- _PROMPT_
Every line of the records below from the line with "filename crates/sigil-signature/src/crypto.rs" up to and including the line with "#[derive(Clone, Default, PartialEq, Eq, Serialize, Deserialize)]" must be reproduced exactly, and no line outside that range.

[Opening RECORDS PROVIDED section]

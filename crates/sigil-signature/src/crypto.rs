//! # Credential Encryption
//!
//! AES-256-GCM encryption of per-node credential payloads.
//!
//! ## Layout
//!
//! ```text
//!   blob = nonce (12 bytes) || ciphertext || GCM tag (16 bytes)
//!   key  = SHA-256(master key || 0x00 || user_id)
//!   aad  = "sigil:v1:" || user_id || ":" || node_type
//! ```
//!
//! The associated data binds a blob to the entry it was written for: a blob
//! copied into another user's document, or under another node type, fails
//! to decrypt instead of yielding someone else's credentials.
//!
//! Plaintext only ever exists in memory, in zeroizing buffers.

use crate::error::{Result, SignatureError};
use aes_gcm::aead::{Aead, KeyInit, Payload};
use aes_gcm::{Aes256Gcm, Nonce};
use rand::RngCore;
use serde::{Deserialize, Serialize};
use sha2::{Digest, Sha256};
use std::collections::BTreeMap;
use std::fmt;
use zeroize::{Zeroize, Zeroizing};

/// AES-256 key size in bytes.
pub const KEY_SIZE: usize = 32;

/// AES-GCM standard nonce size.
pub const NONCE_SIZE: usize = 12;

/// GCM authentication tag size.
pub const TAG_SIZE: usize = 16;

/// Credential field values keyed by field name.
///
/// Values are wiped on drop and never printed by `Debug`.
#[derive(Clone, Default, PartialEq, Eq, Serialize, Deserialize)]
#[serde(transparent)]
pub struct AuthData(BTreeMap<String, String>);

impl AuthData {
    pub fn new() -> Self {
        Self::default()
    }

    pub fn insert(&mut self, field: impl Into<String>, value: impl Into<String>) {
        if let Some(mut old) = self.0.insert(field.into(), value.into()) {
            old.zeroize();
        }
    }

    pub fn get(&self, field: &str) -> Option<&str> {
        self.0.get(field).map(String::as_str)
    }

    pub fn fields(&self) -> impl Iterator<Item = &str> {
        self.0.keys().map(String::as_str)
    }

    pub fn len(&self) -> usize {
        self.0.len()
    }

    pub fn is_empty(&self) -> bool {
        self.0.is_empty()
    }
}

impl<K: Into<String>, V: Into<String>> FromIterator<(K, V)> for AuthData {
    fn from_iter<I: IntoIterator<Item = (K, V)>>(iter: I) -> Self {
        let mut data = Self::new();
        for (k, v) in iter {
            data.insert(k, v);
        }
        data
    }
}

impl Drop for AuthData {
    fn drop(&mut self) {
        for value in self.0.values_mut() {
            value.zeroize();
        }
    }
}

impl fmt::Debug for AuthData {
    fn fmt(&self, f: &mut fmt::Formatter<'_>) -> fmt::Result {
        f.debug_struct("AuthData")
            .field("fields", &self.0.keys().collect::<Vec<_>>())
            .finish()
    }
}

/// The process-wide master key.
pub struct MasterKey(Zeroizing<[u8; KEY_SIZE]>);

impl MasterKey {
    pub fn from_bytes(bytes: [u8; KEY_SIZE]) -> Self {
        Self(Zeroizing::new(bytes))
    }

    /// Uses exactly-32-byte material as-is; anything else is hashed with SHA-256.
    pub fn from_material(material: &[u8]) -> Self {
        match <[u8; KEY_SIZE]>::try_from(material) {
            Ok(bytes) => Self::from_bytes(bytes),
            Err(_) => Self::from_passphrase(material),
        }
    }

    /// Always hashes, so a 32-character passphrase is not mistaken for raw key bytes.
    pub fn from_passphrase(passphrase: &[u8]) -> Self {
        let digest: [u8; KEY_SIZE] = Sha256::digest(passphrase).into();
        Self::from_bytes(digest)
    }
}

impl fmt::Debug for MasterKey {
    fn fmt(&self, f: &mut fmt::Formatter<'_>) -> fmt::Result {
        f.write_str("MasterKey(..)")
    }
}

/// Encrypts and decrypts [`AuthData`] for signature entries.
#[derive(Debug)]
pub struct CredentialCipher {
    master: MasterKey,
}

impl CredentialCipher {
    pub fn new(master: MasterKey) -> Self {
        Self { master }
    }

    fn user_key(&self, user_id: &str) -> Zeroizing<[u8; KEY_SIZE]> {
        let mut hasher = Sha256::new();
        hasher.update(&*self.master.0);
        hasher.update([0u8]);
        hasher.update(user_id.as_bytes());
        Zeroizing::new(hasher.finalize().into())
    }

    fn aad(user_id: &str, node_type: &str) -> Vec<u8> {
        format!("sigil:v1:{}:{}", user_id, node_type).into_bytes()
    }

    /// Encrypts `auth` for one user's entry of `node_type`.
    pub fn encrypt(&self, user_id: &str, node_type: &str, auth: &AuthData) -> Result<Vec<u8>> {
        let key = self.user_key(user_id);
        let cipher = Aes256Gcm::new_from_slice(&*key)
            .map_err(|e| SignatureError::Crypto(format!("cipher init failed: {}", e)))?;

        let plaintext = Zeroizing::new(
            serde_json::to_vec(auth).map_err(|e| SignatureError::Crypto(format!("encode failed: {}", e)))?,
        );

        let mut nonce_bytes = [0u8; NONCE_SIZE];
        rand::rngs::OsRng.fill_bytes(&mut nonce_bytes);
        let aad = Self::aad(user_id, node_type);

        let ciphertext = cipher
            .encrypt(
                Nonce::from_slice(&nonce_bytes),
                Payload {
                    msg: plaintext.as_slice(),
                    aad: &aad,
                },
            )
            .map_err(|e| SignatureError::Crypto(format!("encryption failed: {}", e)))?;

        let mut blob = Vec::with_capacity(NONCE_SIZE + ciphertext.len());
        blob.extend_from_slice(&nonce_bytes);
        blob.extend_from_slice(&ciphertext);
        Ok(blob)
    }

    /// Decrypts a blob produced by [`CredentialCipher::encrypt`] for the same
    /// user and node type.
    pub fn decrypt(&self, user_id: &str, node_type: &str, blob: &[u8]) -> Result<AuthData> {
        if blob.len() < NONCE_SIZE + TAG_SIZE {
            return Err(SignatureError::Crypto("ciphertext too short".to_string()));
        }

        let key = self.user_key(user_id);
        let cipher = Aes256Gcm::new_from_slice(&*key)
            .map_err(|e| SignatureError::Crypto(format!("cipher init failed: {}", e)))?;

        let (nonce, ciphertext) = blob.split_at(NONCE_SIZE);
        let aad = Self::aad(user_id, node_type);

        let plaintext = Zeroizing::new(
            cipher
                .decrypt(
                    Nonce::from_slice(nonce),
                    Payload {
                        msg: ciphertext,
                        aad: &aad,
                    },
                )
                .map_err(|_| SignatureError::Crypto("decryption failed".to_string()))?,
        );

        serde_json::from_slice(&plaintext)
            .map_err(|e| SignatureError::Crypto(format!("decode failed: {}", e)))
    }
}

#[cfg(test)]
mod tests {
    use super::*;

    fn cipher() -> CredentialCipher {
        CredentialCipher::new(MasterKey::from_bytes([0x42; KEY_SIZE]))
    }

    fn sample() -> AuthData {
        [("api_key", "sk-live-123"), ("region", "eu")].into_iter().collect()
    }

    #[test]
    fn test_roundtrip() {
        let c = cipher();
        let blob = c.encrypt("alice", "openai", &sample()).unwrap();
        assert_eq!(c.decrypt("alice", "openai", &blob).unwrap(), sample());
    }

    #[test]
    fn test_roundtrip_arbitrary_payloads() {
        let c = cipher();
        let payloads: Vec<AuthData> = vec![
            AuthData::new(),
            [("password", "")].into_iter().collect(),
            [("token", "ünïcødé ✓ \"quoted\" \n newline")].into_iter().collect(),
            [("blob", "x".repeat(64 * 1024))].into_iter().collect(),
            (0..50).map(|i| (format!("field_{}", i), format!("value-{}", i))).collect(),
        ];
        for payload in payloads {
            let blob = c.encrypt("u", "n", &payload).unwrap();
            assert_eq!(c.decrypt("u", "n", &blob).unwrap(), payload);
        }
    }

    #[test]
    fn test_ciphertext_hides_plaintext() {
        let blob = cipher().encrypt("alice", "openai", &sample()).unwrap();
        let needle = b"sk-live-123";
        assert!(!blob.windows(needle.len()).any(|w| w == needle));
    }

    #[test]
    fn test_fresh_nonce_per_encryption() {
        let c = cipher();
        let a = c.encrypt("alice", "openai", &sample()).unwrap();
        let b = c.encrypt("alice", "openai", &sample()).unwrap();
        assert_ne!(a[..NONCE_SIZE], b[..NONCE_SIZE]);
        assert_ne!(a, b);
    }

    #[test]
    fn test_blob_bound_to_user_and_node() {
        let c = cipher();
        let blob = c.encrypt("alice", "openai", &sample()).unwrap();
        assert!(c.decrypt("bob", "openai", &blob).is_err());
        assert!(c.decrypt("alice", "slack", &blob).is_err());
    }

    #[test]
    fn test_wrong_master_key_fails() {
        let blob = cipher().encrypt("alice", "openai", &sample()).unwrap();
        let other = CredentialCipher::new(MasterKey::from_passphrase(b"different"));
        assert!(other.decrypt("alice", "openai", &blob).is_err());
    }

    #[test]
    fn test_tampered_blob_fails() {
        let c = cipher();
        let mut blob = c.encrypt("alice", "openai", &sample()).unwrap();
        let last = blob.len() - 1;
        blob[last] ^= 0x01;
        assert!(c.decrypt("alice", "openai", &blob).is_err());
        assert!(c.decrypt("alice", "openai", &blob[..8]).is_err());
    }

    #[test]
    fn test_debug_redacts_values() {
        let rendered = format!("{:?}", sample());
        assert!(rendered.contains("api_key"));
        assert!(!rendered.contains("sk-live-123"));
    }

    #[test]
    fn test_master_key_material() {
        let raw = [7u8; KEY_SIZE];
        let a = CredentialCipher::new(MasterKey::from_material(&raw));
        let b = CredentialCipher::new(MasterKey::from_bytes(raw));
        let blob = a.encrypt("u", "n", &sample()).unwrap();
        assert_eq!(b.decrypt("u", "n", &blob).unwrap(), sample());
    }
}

[Closing RECORDS PROVIDED section]
[Opening RECORDS PROVIDED section]

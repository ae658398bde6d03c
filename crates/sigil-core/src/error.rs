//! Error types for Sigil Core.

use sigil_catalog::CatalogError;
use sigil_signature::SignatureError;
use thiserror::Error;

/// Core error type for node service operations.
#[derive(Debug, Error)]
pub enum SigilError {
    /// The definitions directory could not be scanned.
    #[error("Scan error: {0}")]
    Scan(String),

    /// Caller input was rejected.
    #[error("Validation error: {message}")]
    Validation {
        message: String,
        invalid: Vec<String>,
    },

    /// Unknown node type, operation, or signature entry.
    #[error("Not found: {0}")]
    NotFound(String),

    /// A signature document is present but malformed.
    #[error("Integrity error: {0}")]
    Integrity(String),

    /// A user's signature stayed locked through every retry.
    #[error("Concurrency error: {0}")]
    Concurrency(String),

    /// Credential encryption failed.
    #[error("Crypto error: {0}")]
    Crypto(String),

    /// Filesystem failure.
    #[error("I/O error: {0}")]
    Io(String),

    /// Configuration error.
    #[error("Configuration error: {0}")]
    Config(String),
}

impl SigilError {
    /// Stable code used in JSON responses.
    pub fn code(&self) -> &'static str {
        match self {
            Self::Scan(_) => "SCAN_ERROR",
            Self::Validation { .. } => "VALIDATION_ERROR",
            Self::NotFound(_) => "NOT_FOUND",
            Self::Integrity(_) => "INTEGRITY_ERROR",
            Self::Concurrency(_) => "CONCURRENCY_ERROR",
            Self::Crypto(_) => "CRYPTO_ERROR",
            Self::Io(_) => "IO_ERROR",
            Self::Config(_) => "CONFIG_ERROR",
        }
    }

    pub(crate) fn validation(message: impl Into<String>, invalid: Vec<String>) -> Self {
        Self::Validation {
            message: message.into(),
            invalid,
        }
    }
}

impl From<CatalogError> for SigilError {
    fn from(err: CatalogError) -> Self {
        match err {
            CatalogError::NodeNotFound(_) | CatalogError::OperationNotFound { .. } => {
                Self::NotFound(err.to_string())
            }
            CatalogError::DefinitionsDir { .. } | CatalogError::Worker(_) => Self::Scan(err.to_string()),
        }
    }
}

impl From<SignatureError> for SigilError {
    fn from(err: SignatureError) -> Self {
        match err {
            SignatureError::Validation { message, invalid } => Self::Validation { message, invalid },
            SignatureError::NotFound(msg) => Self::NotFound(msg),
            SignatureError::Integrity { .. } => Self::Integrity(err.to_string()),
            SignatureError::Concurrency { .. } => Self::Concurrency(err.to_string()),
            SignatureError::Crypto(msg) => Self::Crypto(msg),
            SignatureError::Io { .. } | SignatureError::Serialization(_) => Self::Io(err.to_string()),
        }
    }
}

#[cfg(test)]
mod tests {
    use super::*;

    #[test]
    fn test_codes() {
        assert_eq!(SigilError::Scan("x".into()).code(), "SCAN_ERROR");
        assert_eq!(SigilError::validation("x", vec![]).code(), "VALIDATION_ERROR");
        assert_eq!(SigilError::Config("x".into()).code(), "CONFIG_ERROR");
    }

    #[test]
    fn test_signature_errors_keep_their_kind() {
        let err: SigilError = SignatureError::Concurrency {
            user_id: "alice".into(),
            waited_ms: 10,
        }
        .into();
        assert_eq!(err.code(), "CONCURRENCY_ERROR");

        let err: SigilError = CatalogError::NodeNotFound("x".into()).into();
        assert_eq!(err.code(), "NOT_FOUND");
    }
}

[Closing RECORDS PROVIDED section]
[Opening RECORDS PROVIDED section]

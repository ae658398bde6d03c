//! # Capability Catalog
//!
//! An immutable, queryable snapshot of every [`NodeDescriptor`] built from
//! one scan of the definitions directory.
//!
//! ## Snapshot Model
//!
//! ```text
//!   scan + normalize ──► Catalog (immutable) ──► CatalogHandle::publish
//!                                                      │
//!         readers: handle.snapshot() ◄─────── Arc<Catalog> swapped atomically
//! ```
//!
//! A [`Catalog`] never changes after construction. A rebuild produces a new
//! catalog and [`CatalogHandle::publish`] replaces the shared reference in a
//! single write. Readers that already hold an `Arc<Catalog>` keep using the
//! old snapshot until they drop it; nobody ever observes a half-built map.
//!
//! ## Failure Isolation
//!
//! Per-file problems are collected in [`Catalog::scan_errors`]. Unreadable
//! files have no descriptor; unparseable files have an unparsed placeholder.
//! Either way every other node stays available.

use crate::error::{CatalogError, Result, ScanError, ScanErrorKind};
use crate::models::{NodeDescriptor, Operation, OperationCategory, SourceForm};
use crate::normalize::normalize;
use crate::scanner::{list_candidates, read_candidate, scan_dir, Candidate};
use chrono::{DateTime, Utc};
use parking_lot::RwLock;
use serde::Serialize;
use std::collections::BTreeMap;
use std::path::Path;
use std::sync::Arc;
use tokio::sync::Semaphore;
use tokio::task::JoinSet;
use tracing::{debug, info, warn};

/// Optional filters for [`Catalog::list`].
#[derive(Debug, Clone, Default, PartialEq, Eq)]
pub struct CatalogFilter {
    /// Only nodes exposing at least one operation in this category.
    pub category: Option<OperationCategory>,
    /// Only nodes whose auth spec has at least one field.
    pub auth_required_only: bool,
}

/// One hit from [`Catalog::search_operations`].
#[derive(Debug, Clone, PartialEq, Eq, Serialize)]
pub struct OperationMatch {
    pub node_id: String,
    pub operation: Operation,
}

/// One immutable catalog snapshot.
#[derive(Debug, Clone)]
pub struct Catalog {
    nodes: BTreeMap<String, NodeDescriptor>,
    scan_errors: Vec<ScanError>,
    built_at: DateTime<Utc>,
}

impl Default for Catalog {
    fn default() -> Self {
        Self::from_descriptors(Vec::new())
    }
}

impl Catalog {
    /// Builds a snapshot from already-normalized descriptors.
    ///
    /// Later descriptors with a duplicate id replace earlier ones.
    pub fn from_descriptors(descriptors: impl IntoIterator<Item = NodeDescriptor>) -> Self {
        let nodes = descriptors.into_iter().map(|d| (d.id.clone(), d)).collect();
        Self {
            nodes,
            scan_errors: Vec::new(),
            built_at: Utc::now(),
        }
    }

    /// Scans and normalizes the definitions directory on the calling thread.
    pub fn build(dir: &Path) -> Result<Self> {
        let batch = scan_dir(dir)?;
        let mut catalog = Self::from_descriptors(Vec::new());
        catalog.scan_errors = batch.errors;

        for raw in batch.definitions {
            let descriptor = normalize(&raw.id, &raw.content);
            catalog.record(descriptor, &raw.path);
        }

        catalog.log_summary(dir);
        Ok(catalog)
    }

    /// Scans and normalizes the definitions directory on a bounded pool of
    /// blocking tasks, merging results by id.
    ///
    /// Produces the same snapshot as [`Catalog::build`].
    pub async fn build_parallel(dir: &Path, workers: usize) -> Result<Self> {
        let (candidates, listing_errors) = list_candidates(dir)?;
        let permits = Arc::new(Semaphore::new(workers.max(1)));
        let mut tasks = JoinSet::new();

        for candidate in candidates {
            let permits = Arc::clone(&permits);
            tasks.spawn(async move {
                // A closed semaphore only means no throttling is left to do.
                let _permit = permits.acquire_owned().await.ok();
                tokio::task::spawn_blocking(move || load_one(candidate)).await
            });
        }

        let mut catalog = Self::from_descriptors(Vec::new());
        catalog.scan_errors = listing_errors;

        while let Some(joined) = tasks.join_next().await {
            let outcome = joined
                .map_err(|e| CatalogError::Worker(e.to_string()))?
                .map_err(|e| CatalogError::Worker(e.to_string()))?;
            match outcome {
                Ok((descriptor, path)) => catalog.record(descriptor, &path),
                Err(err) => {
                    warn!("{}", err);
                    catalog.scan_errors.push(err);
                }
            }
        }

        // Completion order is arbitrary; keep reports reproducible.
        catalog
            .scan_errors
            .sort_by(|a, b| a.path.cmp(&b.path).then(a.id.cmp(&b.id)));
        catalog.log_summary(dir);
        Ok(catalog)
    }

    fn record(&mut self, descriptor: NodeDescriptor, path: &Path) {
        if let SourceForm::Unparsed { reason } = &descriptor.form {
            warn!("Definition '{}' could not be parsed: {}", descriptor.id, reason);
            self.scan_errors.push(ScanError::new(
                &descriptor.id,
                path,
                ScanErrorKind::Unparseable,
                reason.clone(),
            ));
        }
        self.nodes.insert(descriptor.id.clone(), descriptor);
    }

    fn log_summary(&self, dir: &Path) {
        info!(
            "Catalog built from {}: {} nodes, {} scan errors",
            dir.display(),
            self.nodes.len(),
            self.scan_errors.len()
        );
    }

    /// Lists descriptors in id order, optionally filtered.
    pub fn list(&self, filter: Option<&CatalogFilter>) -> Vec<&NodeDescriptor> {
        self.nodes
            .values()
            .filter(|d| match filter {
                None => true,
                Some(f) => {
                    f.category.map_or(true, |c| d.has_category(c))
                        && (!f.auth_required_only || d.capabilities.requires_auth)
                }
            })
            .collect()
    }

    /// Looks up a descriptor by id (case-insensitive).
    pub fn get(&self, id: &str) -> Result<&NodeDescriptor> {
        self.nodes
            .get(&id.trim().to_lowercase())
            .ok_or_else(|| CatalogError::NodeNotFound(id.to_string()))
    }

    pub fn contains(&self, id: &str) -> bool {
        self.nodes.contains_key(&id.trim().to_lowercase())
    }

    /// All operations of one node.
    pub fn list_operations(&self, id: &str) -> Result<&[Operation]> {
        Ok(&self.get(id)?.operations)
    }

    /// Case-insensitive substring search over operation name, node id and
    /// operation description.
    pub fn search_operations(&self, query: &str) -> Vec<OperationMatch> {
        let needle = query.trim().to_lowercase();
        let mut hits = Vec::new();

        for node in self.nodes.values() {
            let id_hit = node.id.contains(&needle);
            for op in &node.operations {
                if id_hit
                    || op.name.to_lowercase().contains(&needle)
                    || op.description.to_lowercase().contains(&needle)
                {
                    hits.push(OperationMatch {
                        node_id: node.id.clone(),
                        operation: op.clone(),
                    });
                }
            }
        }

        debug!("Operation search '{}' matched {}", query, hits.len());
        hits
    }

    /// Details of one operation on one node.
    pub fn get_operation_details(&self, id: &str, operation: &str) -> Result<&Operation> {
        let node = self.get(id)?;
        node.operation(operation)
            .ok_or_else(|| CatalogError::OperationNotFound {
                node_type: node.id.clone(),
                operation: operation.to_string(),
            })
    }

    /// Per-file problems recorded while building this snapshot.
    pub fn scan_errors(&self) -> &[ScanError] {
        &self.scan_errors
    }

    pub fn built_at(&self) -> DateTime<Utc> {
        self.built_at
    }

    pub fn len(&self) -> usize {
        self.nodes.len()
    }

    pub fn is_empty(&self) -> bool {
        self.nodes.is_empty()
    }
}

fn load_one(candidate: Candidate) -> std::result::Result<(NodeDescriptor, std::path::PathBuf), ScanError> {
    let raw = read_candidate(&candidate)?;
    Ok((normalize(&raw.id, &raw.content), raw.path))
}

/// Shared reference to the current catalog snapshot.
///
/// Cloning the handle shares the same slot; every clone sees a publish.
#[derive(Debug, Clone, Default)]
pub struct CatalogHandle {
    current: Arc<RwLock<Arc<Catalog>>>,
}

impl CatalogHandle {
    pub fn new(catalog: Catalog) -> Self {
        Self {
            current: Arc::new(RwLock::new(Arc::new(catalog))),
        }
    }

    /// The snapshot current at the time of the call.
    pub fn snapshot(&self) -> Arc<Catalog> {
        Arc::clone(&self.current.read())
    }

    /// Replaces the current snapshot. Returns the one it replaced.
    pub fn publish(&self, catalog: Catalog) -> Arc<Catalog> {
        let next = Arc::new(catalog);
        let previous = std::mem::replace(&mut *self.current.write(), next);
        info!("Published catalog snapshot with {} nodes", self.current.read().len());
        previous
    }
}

[Closing RECORDS PROVIDED section]

- _RESULT BELOW_
filename crates/sigil-signature/src/crypto.rs
//! # Credential Encryption
//!
//! AES-256-GCM encryption of per-node credential payloads.
//!
//! ## Layout
//!
//! ```text
//!   blob = nonce (12 bytes) || ciphertext || GCM tag (16 bytes)
//!   key  = SHA-256(master key || 0x00 || user_id)
//!   aad  = "sigil:v1:" || user_id || ":" || node_type
//! ```
//!
//! The associated data binds a blob to the entry it was written for: a blob
//! copied into another user's document, or under another node type, fails
//! to decrypt instead of yielding someone else's credentials.
//!
//! Plaintext only ever exists in memory, in zeroizing buffers.

use crate::error::{Result, SignatureError};
use aes_gcm::aead::{Aead, KeyInit, Payload};
use aes_gcm::{Aes256Gcm, Nonce};
use rand::RngCore;
use serde::{Deserialize, Serialize};
use sha2::{Digest, Sha256};
use std::collections::BTreeMap;
use std::fmt;
use zeroize::{Zeroize, Zeroizing};

/// AES-256 key size in bytes.
pub const KEY_SIZE: usize = 32;

/// AES-GCM standard nonce size.
pub const NONCE_SIZE: usize = 12;

/// GCM authentication tag size.
pub const TAG_SIZE: usize = 16;

/// Credential field values keyed by field name.
///
/// Values are wiped on drop and never printed by `Debug`.
#[derive(Clone, Default, PartialEq, Eq, Serialize, Deserialize)]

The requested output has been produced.